Suggested that he would pardon many of the Jan. 6 insurrectionists.

Lied about calling for “terminating” the U.S. Constitution so he could be returned to power outside the election process.

Young, who was reelected last November and will not face Hoosier voters until 2028, then turned to his political objections to a third Trump nomination. “You want a nominee to win the general election. As President Trump says, ‘I prefer winners’,” Young said. “He consistently loses. In fact, he has a habit of losing not just his own elections, but losing elections for others. I don’t think he’ll be the nominee. Republicans are in a winning mood. We want to win. We know he’s the shortest path to losing.

“I can’t think of someone worse equipped to bring people together to pass legislation and advance our collective values than the former president,” Young added. “I don’t think conservatives would be well served by electing someone whose core competency seems to be owning someone on Twitter.”
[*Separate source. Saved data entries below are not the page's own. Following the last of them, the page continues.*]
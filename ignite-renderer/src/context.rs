//! Flat template context built from a launcher config.

use std::path::Path;

use serde::Serialize;

use ignite_core::{LauncherConfig, LauncherName};

use crate::error::RenderError;

/// Everything a launcher template can reference.
///
/// Blank optional strings are normalised to `None` so templates only need
/// `{% if command %}`-style checks.
#[derive(Debug, Clone, Serialize)]
pub struct ScriptContext {
    pub name: String,
    /// Project directory, interpolated between double quotes.
    pub path: String,
    pub folder: bool,
    pub command: Option<String>,
    pub editor: Option<String>,
    pub browser: Option<String>,
    pub browser_urls: Vec<String>,
    pub browser_delay: u32,
    /// Browser command present and at least one URL.
    pub open_browser: bool,
    /// Absolute path of the Windows multi-URL opener, when one is generated.
    pub browser_script: Option<String>,
}

impl ScriptContext {
    pub fn new(
        config: &LauncherConfig,
        project_path: &Path,
        name: &LauncherName,
        browser_script: Option<&Path>,
    ) -> Self {
        let command = non_blank(&config.command);
        let editor = non_blank(&config.editor);
        let browser = non_blank(&config.browser);
        let open_browser = browser.is_some() && !config.browser_urls.is_empty();

        ScriptContext {
            name: name.0.clone(),
            path: project_path.display().to_string(),
            folder: config.folder,
            command,
            editor,
            browser,
            browser_urls: config.browser_urls.clone(),
            browser_delay: config.browser_delay,
            open_browser,
            browser_script: browser_script
                .filter(|_| open_browser)
                .map(|p| p.display().to_string()),
        }
    }

    /// Convert to a [`tera::Context`] for rendering.
    pub fn to_tera_context(&self) -> Result<tera::Context, RenderError> {
        tera::Context::from_serialize(self).map_err(RenderError::from)
    }
}

fn non_blank(value: &Option<String>) -> Option<String> {
    value
        .as_deref()
        .filter(|s| !s.trim().is_empty())
        .map(str::to_owned)
}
Since Young’s break with Trump, there has been no outward migration away from the former president in Hoosier GOP circles, even as former governor Pence prepares to enter the 2024 presidential race.

U.S. Sen. Mike Braun, who will be before voters in the May 2024 gubernatorial primary, reacted to the CNN Town Hall, telling the Washington Examiner, “He’ll have to explain his own answers. Any of the rest of us that try to, I’m sure it wouldn’t make sense anyway.”

Braun added that the eventual GOP nominee must “have a plan that the American people are going to buy into, that makes us competitive in the swing states. When it comes to that candidate who can portray what was working so well pre-COVID and we know who that was, that was President Trump. It was not that difficult.”